On August 11, 2022 at 10:00pm UTC, a portion of Trello users experienced a slow or degraded experience with the product. The event was triggered by a sudden increase in load on Trello's MongoDB data store, saturating the database's resources and causing it to become slow or unresponsive to queries. The incident was mitigated by disabling a feature flag that had allowed a recently deployed code path to execute. The time to resolution was 2 hours and 5 minutes.
Beginning on August 11, 2022 at 10:00pm UTC and extending to August 12, 2022 at 12:05am UTC (TTR of 2 hours and 5 minutes), Trello became slow or unresponsive for ~31% of users. During this time, all Trello functionality either loaded slowly or did not load at all. The incident was detected within 3 minutes by automated monitoring and was mitigated at 11:53pm UTC when the incident response team disabled an offending feature flag, terminating a code path that was causing the increased load on the database. By 12:05am UTC on August 12, 2022, full functional was restored for all users.

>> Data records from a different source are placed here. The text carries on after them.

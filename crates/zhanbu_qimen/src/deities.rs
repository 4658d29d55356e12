//! Eight-deity placement on the spirit plate.

use zhanbu_tables::{DEITY_CYCLE, Deity, Palace, RING_CLOCKWISE};

use crate::grid::PalaceGrid;

/// Place the eight deities.
///
/// 值符 sits on the command palace and the rest of the deity sequence
/// follows the clockwise ring; the sequence itself is never rotated. A
/// centered command palace lays the sequence from the ring start, and the
/// center never holds a deity.
pub fn distribute_deities(command_palace: Palace) -> PalaceGrid<Option<Deity>> {
    let mut grid = PalaceGrid::from_fn(|_| None);

    let ring_start = if command_palace == Palace::Zhong {
        0
    } else {
        RING_CLOCKWISE
            .iter()
            .position(|p| *p == command_palace)
            .unwrap_or(0)
    };
    for (i, deity) in DEITY_CYCLE.iter().enumerate() {
        grid.set(RING_CLOCKWISE[(ring_start + i) % 8], Some(*deity));
    }
    grid
}

#[cfg(test)]
mod tests {
    use super::*;

    #[test]
    fn zhifu_sits_on_command_palace() {
        let grid = distribute_deities(Palace::Gen);
        assert_eq!(*grid.get(Palace::Gen), Some(Deity::ZhiFu));
        assert_eq!(*grid.get(Palace::Zhong), None);
        // 騰蛇 follows on the next ring palace (8 → 3).
        assert_eq!(*grid.get(Palace::Zhen), Some(Deity::TengShe));
    }

    #[test]
    fn centered_command_lays_from_ring_start() {
        let grid = distribute_deities(Palace::Zhong);
        assert_eq!(*grid.get(Palace::Kan), Some(Deity::ZhiFu));
        assert_eq!(*grid.get(Palace::Gen), Some(Deity::TengShe));
        assert_eq!(*grid.get(Palace::Qian), Some(Deity::JiuTian));
        assert_eq!(*grid.get(Palace::Zhong), None);
    }

    #[test]
    fn all_eight_deities_present_once() {
        for command in RING_CLOCKWISE {
            let grid = distribute_deities(command);
            let seen: Vec<Deity> = grid.iter().filter_map(|(_, d)| *d).collect();
            assert_eq!(seen.len(), 8);
            for deity in DEITY_CYCLE {
                assert_eq!(
                    seen.iter().filter(|d| **d == deity).count(),
                    1,
                    "deity repeats for command {command:?}"
                );
            }
        }
    }

    #[test]
    fn sequence_is_anchored_not_rotated() {
        // Whatever the command palace, walking the ring from it always
        // reads the deity cycle in order.
        for command in RING_CLOCKWISE {
            let grid = distribute_deities(command);
            let start = RING_CLOCKWISE.iter().position(|p| *p == command).unwrap();
            for (i, deity) in DEITY_CYCLE.iter().enumerate() {
                assert_eq!(*grid.get(RING_CLOCKWISE[(start + i) % 8]), Some(*deity));
            }
        }
    }
}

The issue was caused by a change to Trello's server codebase that introduced a new write pattern to Trello's MongoDB data store. The change, coupled with an unexpected interaction with MongoDB's balancer (a system that balances data across MongoDB nodes) caused a sudden and significant spike in writes to the database. This, in turn, quickly overloaded MongoDB resources, rendering the database unable to respond to requests within a reasonable amount of time. The root cause was the introduction of the code change without an incremental rollout.

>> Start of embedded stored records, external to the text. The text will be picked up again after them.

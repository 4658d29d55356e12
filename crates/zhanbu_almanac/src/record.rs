//! Almanac record types and the source trait.

use chrono::NaiveDateTime;
use serde::{Deserialize, Serialize};

use zhanbu_core::{SolarTerm, StemBranch};

use crate::error::AlmanacError;

/// A lunar calendar date. The month is the absolute month number; leap
/// months carry the `leap` flag instead of a sign.
#[derive(Debug, Clone, Copy, PartialEq, Eq, Serialize, Deserialize)]
pub struct LunarDate {
    pub year: i32,
    pub month: u8,
    pub day: u8,
    pub leap: bool,
}

impl LunarDate {
    /// Build a lunar date, rejecting out-of-range months and days.
    pub fn new(year: i32, month: u8, day: u8, leap: bool) -> Result<LunarDate, AlmanacError> {
        if !(1..=12).contains(&month) {
            return Err(AlmanacError::InvalidLunarDate("month outside 1-12"));
        }
        if !(1..=30).contains(&day) {
            return Err(AlmanacError::InvalidLunarDate("day outside 1-30"));
        }
        Ok(LunarDate {
            year,
            month,
            day,
            leap,
        })
    }

    /// Display label, e.g. "農曆2025年6月11日".
    pub fn label(&self) -> String {
        let leap = if self.leap { "閏" } else { "" };
        format!("農曆{}年{}{}月{}日", self.year, leap, self.month, self.day)
    }
}

/// The four stem-branch pillars of an instant.
#[derive(Debug, Clone, Copy, PartialEq, Eq, Serialize, Deserialize)]
pub struct FourPillars {
    pub year: StemBranch,
    pub month: StemBranch,
    pub day: StemBranch,
    pub hour: StemBranch,
}

/// Everything the chart engines need to know about an instant.
///
/// `prev_term` is the solar term at or nearest before the instant;
/// `month_term` is the term governing the instant's lunar month. Both are
/// optional because a backing service may fail to report a term; the
/// chart engine treats a missing term as a recoverable lookup miss with a
/// documented fallback, never as an error.
#[derive(Debug, Clone, Copy, PartialEq, Eq, Serialize, Deserialize)]
pub struct AlmanacRecord {
    pub pillars: FourPillars,
    pub prev_term: Option<SolarTerm>,
    pub month_term: Option<SolarTerm>,
    pub lunar: LunarDate,
}

/// A calendrical oracle. Implementations must be pure: the same instant
/// always yields the same record.
pub trait AlmanacSource {
    /// Resolve the pillars, solar terms and lunar date of an instant.
    fn resolve(&self, instant: NaiveDateTime) -> Result<AlmanacRecord, AlmanacError>;
}

/// An almanac that answers every query with one preset record.
///
/// Stands in for a full lunisolar library in tests, benches and demos,
/// keeping chart computations byte-for-byte reproducible.
#[derive(Debug, Clone)]
pub struct FixedAlmanac {
    record: AlmanacRecord,
}

impl FixedAlmanac {
    pub fn new(record: AlmanacRecord) -> FixedAlmanac {
        FixedAlmanac { record }
    }

    /// The preset record.
    pub fn record(&self) -> &AlmanacRecord {
        &self.record
    }
}

impl AlmanacSource for FixedAlmanac {
    fn resolve(&self, _instant: NaiveDateTime) -> Result<AlmanacRecord, AlmanacError> {
        Ok(self.record)
    }
}
//! Palace grading and the overall reading.

use serde::{Deserialize, Serialize};

use zhanbu_core::{FiveElement, Locale};
use zhanbu_tables::{ALL_PALACES, Auspice, Deity, Gate, Palace, Star};

use crate::grid::PalaceGrid;
use crate::method::Purpose;

/// Five-level fortune grade.
#[derive(Debug, Clone, Copy, PartialEq, Eq, PartialOrd, Ord, Hash, Serialize, Deserialize)]
pub enum FortuneGrade {
    GreatMisfortune,
    MinorMisfortune,
    Neutral,
    MinorFortune,
    GreatFortune,
}

impl FortuneGrade {
    /// Signed score of the grade, -2 ..= 2.
    pub const fn score(self) -> i8 {
        match self {
            Self::GreatMisfortune => -2,
            Self::MinorMisfortune => -1,
            Self::Neutral => 0,
            Self::MinorFortune => 1,
            Self::GreatFortune => 2,
        }
    }

    /// Grade for a raw score; values beyond the band clamp to the extremes.
    pub const fn from_score(score: i8) -> FortuneGrade {
        if score >= 2 {
            Self::GreatFortune
        } else if score == 1 {
            Self::MinorFortune
        } else if score == 0 {
            Self::Neutral
        } else if score == -1 {
            Self::MinorMisfortune
        } else {
            Self::GreatMisfortune
        }
    }

    /// Display label (大吉 .. 大兇).
    pub const fn label(self) -> &'static str {
        match self {
            Self::GreatMisfortune => "大兇",
            Self::MinorMisfortune => "小兇",
            Self::Neutral => "平",
            Self::MinorFortune => "小吉",
            Self::GreatFortune => "大吉",
        }
    }

    pub const fn is_fortune(self) -> bool {
        matches!(self, Self::MinorFortune | Self::GreatFortune)
    }

    pub const fn is_misfortune(self) -> bool {
        matches!(self, Self::MinorMisfortune | Self::GreatMisfortune)
    }

    /// Closing remark appended to a palace explanation.
    const fn closing_remark(self) -> &'static str {
        match self {
            Self::GreatFortune => " 此宮大吉，事情進展順利，可主動出擊。",
            Self::MinorFortune => " 此宮小吉，事情有貴人相助，穩步推進為宜。",
            Self::Neutral => " 此宮平常，事情進展一般，需謹慎行事。",
            Self::MinorMisfortune => " 此宮小兇，事情多有阻礙，宜守不宜進。",
            Self::GreatMisfortune => " 此宮大兇，事情多有險阻，最好避開此方位活動。",
        }
    }
}

/// Analysis of one palace.
#[derive(Debug, Clone, PartialEq, Eq, Serialize)]
pub struct PalaceAnalysis {
    pub palace: Palace,
    pub name: &'static str,
    pub direction: &'static str,
    pub element: FiveElement,
    pub star: Star,
    pub star_alias: &'static str,
    pub gate: Option<Gate>,
    pub deity: Option<Deity>,
    pub score: i8,
    pub grade: FortuneGrade,
    pub explanation: String,
}

fn element_score(element: FiveElement) -> i8 {
    match element {
        FiveElement::Metal | FiveElement::Fire => 1,
        FiveElement::Earth => 0,
        FiveElement::Wood | FiveElement::Water => -1,
    }
}

fn auspice_score(auspice: Auspice) -> i8 {
    match auspice {
        Auspice::Auspicious => 1,
        Auspice::Inauspicious => -1,
    }
}

/// Grade one palace from its star, gate and deity.
pub fn analyze_palace(
    palace: Palace,
    star: Star,
    gate: Option<Gate>,
    deity: Option<Deity>,
    locale: Locale,
) -> PalaceAnalysis {
    let mut score = element_score(star.element());
    if let Some(gate) = gate {
        score += auspice_score(gate.auspice());
    }
    if let Some(deity) = deity {
        score += auspice_score(deity.auspice());
    }
    let grade = FortuneGrade::from_score(score);

    let number = palace.number();
    let mut explanation = palace.meaning().to_string();
    explanation.push_str(&format!(
        " {}({})入{}宮，{}",
        star.name(locale),
        star.alias(locale),
        number,
        star.feature()
    ));
    if let Some(gate) = gate {
        explanation.push_str(&format!(
            " {}入{}宮，{}",
            gate.name(locale),
            number,
            gate.feature()
        ));
    }
    if let Some(deity) = deity {
        explanation.push_str(&format!(
            " {}入{}宮，{}",
            deity.name(locale),
            number,
            deity.feature()
        ));
    }
    explanation.push_str(grade.closing_remark());

    PalaceAnalysis {
        palace,
        name: palace.name(locale),
        direction: palace.direction(locale),
        element: palace.element(),
        star,
        star_alias: star.alias(locale),
        gate,
        deity,
        score,
        grade,
        explanation,
    }
}

/// The overall reading of a chart.
#[derive(Debug, Clone, PartialEq, Eq, Serialize)]
pub struct OverallAnalysis {
    pub grade: FortuneGrade,
    pub best_palace: Palace,
    pub suggestions: Vec<String>,
}

/// Overall grade from the command- and duty-palace grades.
fn combine_grades(command: FortuneGrade, duty: FortuneGrade) -> FortuneGrade {
    match (command, duty) {
        (FortuneGrade::GreatFortune, FortuneGrade::GreatFortune) => FortuneGrade::GreatFortune,
        _ if command.is_fortune() && duty.is_fortune() => FortuneGrade::MinorFortune,
        _ if command.is_misfortune() && duty.is_misfortune() => FortuneGrade::GreatMisfortune,
        _ if command.is_misfortune() || duty.is_misfortune() => FortuneGrade::MinorMisfortune,
        _ => FortuneGrade::Neutral,
    }
}

fn grade_suggestions(grade: FortuneGrade) -> [&'static str; 3] {
    match grade {
        FortuneGrade::GreatFortune => [
            "當前時運極佳，可大膽行事，推進重要計劃。",
            "貴人運強，適合社交活動和尋求支持。",
            "財運亨通，可考慮投資或財務規劃。",
        ],
        FortuneGrade::MinorFortune => [
            "時運較好，可穩步推進計劃，但需謹慎。",
            "有貴人相助，但也需自身努力。",
            "財運平穩，宜守不宜進。",
        ],
        FortuneGrade::Neutral => [
            "時運平平，宜按部就班行事，不宜冒險。",
            "人際關系一般，需多加維護。",
            "財運一般，宜節製開支。",
        ],
        FortuneGrade::MinorMisfortune => [
            "時運不佳，宜守不宜進，避免冒險。",
            "謹防小人，保持低調。",
            "財務宜節約，避免大額支出。",
        ],
        FortuneGrade::GreatMisfortune => [
            "當前時運不佳，宜避開重要活動，保持低調。",
            "謹防小人和突發事件，避免沖突。",
            "財務宜嚴格控製，避免任何投資和大額支出。",
        ],
    }
}

/// Combine the nine palace analyses into the overall reading.
///
/// The most favorable palace is the highest grade score plus the purpose
/// bonus, ties resolved to the lowest palace number.
pub fn analyze_overall(
    palaces: &PalaceGrid<PalaceAnalysis>,
    command_palace: Palace,
    duty_palace: Option<Palace>,
    purpose: Purpose,
    locale: Locale,
) -> OverallAnalysis {
    let command_grade = palaces.get(command_palace).grade;
    let duty_grade = duty_palace
        .map(|p| palaces.get(p).grade)
        .unwrap_or(FortuneGrade::Neutral);
    let grade = combine_grades(command_grade, duty_grade);

    let mut best_palace = ALL_PALACES[0];
    let mut best_score = i8::MIN;
    for (palace, analysis) in palaces.iter() {
        let mut score = analysis.grade.score();
        if purpose.favored_palaces().contains(&palace) {
            score += 1;
        }
        if score > best_score {
            best_score = score;
            best_palace = palace;
        }
    }

    let mut suggestions: Vec<String> = grade_suggestions(grade)
        .iter()
        .map(|s| s.to_string())
        .collect();
    suggestions.push(format!(
        "最有利方位在{}方({}宮)，可多往此方位活動。",
        best_palace.direction(locale),
        best_palace.name(locale)
    ));
    if let Some(advice) = purpose.advice() {
        suggestions.push(advice.to_string());
    }

    OverallAnalysis {
        grade,
        best_palace,
        suggestions,
    }
}

#[cfg(test)]
mod tests {
    use super::*;

    #[test]
    fn grade_round_trip() {
        for grade in [
            FortuneGrade::GreatMisfortune,
            FortuneGrade::MinorMisfortune,
            FortuneGrade::Neutral,
            FortuneGrade::MinorFortune,
            FortuneGrade::GreatFortune,
        ] {
            assert_eq!(FortuneGrade::from_score(grade.score()), grade);
        }
    }

    #[test]
    fn extreme_scores_clamp() {
        assert_eq!(FortuneGrade::from_score(3), FortuneGrade::GreatFortune);
        assert_eq!(FortuneGrade::from_score(-3), FortuneGrade::GreatMisfortune);
    }

    #[test]
    fn best_triple_scores_great_fortune() {
        // 天心 (metal) + 開門 + 九天: +3, clamped to great fortune.
        let a = analyze_palace(
            Palace::Qian,
            Star::TianXin,
            Some(Gate::Open),
            Some(Deity::JiuTian),
            Locale::ZhHant,
        );
        assert_eq!(a.score, 3);
        assert_eq!(a.grade, FortuneGrade::GreatFortune);
    }

    #[test]
    fn center_scores_star_only() {
        let a = analyze_palace(Palace::Zhong, Star::TianQin, None, None, Locale::ZhHant);
        assert_eq!(a.score, 0);
        assert_eq!(a.grade, FortuneGrade::Neutral);
        assert!(a.explanation.starts_with("中宮為核心"));
        assert!(a.explanation.contains("天禽(廉貞)入5宮"));
        assert!(a.explanation.ends_with("需謹慎行事。"));
    }

    #[test]
    fn explanation_weaves_all_parts() {
        let a = analyze_palace(
            Palace::Kan,
            Star::TianPeng,
            Some(Gate::Rest),
            Some(Deity::ZhiFu),
            Locale::ZhHant,
        );
        // water star -1, auspicious gate +1, auspicious deity +1
        assert_eq!(a.score, 1);
        assert_eq!(a.grade, FortuneGrade::MinorFortune);
        assert!(a.explanation.contains("坎宮主水"));
        assert!(a.explanation.contains("天蓬(貪狼)入1宮"));
        assert!(a.explanation.contains("休門入1宮"));
        assert!(a.explanation.contains("值符入1宮"));
        assert!(a.explanation.contains("此宮小吉"));
    }

    #[test]
    fn simplified_locale_changes_names_only() {
        let hant = analyze_palace(
            Palace::Zhen,
            Star::TianChong,
            Some(Gate::Injury),
            Some(Deity::TengShe),
            Locale::ZhHant,
        );
        let hans = analyze_palace(
            Palace::Zhen,
            Star::TianChong,
            Some(Gate::Injury),
            Some(Deity::TengShe),
            Locale::ZhHans,
        );
        assert_eq!(hant.score, hans.score);
        assert_eq!(hant.grade, hans.grade);
        assert!(hans.explanation.contains("天冲"));
        assert!(hans.explanation.contains("伤门"));
        assert!(hant.explanation.contains("天沖"));
        assert!(hant.explanation.contains("傷門"));
    }

    #[test]
    fn grade_combination_table() {
        use FortuneGrade::*;
        assert_eq!(combine_grades(GreatFortune, GreatFortune), GreatFortune);
        assert_eq!(combine_grades(GreatFortune, MinorFortune), MinorFortune);
        assert_eq!(combine_grades(MinorMisfortune, GreatMisfortune), GreatMisfortune);
        assert_eq!(combine_grades(GreatFortune, MinorMisfortune), MinorMisfortune);
        assert_eq!(combine_grades(Neutral, Neutral), Neutral);
        assert_eq!(combine_grades(GreatFortune, Neutral), Neutral);
    }

    fn uniform_grid(grade_by_palace: impl Fn(Palace) -> i8) -> PalaceGrid<PalaceAnalysis> {
        PalaceGrid::from_fn(|p| {
            let mut a = analyze_palace(p, Star::TianQin, None, None, Locale::ZhHant);
            a.score = grade_by_palace(p);
            a.grade = FortuneGrade::from_score(a.score);
            a
        })
    }

    #[test]
    fn best_palace_ties_break_to_lowest_number() {
        let grid = uniform_grid(|_| 0);
        let overall = analyze_overall(&grid, Palace::Zhong, None, Purpose::General, Locale::ZhHant);
        assert_eq!(overall.best_palace, Palace::Kan);
    }

    #[test]
    fn purpose_bonus_tips_the_balance() {
        // Everything neutral: the wealth bonus palaces (1, 7, 6) win, and
        // palace 1 comes first.
        let grid = uniform_grid(|_| 0);
        let overall = analyze_overall(&grid, Palace::Zhong, None, Purpose::Wealth, Locale::ZhHant);
        assert_eq!(overall.best_palace, Palace::Kan);

        // Palace 7 at +1 plus the wealth bonus outscores the bonused
        // palace 1.
        let grid = uniform_grid(|p| if p == Palace::Dui { 1 } else { 0 });
        let overall = analyze_overall(&grid, Palace::Zhong, None, Purpose::Wealth, Locale::ZhHant);
        assert_eq!(overall.best_palace, Palace::Dui);

        // Without a bonus set the raw leader wins.
        let overall = analyze_overall(&grid, Palace::Zhong, None, Purpose::General, Locale::ZhHant);
        assert_eq!(overall.best_palace, Palace::Dui);
    }

    #[test]
    fn suggestions_include_direction_line_and_advice() {
        let grid = uniform_grid(|_| 0);
        let overall = analyze_overall(&grid, Palace::Zhong, None, Purpose::Career, Locale::ZhHant);
        assert_eq!(overall.suggestions.len(), 5);
        assert!(overall.suggestions[3].contains("最有利方位在"));
        assert!(overall.suggestions[4].contains("事業方面"));

        let general = analyze_overall(&grid, Palace::Zhong, None, Purpose::General, Locale::ZhHant);
        assert_eq!(general.suggestions.len(), 4);
    }

    #[test]
    fn missing_duty_palace_reads_neutral() {
        let grid = uniform_grid(|p| if p == Palace::Kan { 2 } else { 0 });
        let overall = analyze_overall(&grid, Palace::Kan, None, Purpose::General, Locale::ZhHant);
        // Great fortune command + neutral duty → neutral overall.
        assert_eq!(overall.grade, FortuneGrade::Neutral);
    }
}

We know that events such as this impact your productivity. While we have a number of testing and preventative processes in place, we were not able to simulate the unexpected interaction that caused this event during testing prior to deployment to the production environment.
We are prioritizing the following improvements to avoid repeating this type of incident:
We apologize to customers whose services were impacted during this event, and we are taking immediate steps to improve Trello's performance and availability going forward.